Records for this exercise below:

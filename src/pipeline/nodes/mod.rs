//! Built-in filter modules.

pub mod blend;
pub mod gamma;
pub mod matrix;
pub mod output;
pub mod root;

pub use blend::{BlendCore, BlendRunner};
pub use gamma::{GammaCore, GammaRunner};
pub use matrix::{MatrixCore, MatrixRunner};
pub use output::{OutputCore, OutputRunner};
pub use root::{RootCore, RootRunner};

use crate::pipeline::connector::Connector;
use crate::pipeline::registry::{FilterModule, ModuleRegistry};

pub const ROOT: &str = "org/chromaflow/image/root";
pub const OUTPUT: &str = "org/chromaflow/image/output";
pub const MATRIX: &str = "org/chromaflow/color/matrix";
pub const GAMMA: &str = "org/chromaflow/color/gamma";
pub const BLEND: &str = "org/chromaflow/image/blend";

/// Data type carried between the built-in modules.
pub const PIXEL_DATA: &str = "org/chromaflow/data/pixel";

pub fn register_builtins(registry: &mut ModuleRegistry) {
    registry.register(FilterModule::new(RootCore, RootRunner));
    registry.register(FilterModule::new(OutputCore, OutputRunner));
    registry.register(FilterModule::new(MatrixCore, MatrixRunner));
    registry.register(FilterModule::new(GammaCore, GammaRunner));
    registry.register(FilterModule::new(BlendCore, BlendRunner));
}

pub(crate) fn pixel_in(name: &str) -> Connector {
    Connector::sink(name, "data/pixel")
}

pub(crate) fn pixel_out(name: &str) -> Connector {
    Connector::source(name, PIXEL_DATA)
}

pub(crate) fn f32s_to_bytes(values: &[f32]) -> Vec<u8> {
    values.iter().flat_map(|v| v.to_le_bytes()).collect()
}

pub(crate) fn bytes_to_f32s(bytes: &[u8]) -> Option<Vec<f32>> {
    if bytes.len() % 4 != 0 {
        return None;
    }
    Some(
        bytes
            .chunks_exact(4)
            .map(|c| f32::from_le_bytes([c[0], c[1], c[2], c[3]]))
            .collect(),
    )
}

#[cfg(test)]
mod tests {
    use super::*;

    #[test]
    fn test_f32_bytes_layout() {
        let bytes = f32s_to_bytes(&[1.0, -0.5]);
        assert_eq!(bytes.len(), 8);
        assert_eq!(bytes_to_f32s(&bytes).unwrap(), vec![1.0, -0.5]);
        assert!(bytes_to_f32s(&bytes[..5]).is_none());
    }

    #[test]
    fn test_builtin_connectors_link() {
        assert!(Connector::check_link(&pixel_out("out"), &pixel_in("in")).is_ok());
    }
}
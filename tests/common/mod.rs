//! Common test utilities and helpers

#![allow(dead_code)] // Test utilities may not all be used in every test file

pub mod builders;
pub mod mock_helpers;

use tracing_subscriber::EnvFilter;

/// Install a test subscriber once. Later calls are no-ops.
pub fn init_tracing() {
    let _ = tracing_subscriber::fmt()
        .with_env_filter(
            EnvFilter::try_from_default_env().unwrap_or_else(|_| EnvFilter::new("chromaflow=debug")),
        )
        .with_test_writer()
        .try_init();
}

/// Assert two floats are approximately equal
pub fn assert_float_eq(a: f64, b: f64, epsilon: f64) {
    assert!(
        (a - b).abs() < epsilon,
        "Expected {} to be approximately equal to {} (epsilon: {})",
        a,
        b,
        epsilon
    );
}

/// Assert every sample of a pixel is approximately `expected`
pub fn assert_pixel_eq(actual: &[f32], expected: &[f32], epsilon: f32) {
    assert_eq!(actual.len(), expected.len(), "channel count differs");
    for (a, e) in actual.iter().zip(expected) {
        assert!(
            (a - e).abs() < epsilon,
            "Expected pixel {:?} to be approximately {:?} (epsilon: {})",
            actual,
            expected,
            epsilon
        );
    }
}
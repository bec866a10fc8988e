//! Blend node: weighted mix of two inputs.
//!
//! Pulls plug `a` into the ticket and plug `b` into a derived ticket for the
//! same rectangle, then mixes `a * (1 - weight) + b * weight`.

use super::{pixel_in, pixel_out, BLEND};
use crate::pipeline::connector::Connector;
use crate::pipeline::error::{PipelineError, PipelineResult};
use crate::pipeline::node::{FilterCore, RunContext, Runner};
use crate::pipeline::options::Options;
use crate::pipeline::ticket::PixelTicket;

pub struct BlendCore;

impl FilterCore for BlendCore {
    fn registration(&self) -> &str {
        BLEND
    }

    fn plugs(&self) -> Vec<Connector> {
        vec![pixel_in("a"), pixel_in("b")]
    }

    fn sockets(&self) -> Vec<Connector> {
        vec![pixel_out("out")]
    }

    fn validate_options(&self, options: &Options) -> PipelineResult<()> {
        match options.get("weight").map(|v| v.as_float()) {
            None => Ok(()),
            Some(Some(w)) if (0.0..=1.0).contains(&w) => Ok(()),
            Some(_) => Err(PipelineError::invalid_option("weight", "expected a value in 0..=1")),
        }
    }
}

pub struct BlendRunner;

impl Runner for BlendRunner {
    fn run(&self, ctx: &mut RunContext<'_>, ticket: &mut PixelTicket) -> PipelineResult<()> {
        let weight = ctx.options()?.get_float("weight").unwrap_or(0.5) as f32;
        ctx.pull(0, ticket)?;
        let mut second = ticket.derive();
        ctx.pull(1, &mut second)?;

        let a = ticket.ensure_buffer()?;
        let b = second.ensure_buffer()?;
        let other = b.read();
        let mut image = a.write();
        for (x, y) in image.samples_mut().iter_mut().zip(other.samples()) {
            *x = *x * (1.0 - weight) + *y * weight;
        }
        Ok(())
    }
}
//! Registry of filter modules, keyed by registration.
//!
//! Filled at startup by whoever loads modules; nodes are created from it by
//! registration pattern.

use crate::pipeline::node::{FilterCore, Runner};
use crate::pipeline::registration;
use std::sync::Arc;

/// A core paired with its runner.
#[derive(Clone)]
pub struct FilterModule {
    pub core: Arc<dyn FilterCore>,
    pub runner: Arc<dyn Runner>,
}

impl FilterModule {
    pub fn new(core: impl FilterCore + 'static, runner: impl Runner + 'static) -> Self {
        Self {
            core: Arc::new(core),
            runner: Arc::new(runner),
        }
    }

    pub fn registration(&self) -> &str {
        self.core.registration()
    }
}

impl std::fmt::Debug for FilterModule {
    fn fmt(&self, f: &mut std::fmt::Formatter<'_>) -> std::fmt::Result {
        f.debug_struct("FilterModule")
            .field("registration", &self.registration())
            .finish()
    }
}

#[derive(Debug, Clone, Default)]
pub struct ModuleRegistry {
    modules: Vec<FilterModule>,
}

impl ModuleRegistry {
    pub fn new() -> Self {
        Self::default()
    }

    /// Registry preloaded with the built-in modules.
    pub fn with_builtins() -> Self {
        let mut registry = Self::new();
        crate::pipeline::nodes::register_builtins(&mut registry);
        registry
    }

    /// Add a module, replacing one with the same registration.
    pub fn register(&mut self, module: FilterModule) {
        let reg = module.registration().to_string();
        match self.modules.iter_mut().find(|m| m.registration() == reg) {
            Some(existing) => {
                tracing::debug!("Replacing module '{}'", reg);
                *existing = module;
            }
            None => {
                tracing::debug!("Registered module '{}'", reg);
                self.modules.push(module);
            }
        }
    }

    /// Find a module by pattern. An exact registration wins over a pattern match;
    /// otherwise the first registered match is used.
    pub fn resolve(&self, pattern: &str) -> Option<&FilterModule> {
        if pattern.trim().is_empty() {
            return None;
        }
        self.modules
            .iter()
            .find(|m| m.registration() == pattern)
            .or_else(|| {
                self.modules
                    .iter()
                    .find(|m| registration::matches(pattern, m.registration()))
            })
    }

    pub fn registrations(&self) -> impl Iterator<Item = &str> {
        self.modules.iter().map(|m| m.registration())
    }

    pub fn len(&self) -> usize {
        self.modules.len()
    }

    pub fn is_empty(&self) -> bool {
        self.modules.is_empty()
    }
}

End of Records for this exercise.

Restate word for word the lines in the material above from the one with "pub mod root;" to the one with "use tracing_subscriber::EnvFilter;"; both of those lines count, and nothing else does.

pub mod root;

pub use blend::{BlendCore, BlendRunner};
pub use gamma::{GammaCore, GammaRunner};
pub use matrix::{MatrixCore, MatrixRunner};
pub use output::{OutputCore, OutputRunner};
pub use root::{RootCore, RootRunner};

use crate::pipeline::connector::Connector;
use crate::pipeline::registry::{FilterModule, ModuleRegistry};

pub const ROOT: &str = "org/chromaflow/image/root";
pub const OUTPUT: &str = "org/chromaflow/image/output";
pub const MATRIX: &str = "org/chromaflow/color/matrix";
pub const GAMMA: &str = "org/chromaflow/color/gamma";
pub const BLEND: &str = "org/chromaflow/image/blend";

/// Data type carried between the built-in modules.
pub const PIXEL_DATA: &str = "org/chromaflow/data/pixel";

pub fn register_builtins(registry: &mut ModuleRegistry) {
    registry.register(FilterModule::new(RootCore, RootRunner));
    registry.register(FilterModule::new(OutputCore, OutputRunner));
    registry.register(FilterModule::new(MatrixCore, MatrixRunner));
    registry.register(FilterModule::new(GammaCore, GammaRunner));
    registry.register(FilterModule::new(BlendCore, BlendRunner));
}

pub(crate) fn pixel_in(name: &str) -> Connector {
    Connector::sink(name, "data/pixel")
}

pub(crate) fn pixel_out(name: &str) -> Connector {
    Connector::source(name, PIXEL_DATA)
}

pub(crate) fn f32s_to_bytes(values: &[f32]) -> Vec<u8> {
    values.iter().flat_map(|v| v.to_le_bytes()).collect()
}

pub(crate) fn bytes_to_f32s(bytes: &[u8]) -> Option<Vec<f32>> {
    if bytes.len() % 4 != 0 {
        return None;
    }
    Some(
        bytes
            .chunks_exact(4)
            .map(|c| f32::from_le_bytes([c[0], c[1], c[2], c[3]]))
            .collect(),
    )
}

#[cfg(test)]
mod tests {
    use super::*;

    #[test]
    fn test_f32_bytes_layout() {
        let bytes = f32s_to_bytes(&[1.0, -0.5]);
        assert_eq!(bytes.len(), 8);
        assert_eq!(bytes_to_f32s(&bytes).unwrap(), vec![1.0, -0.5]);
        assert!(bytes_to_f32s(&bytes[..5]).is_none());
    }

    #[test]
    fn test_builtin_connectors_link() {
        assert!(Connector::check_link(&pixel_out("out"), &pixel_in("in")).is_ok());
    }
}
filename tests/common/mod.rs
//! Common test utilities and helpers

#![allow(dead_code)] // Test utilities may not all be used in every test file

pub mod builders;
pub mod mock_helpers;

use tracing_subscriber::EnvFilter;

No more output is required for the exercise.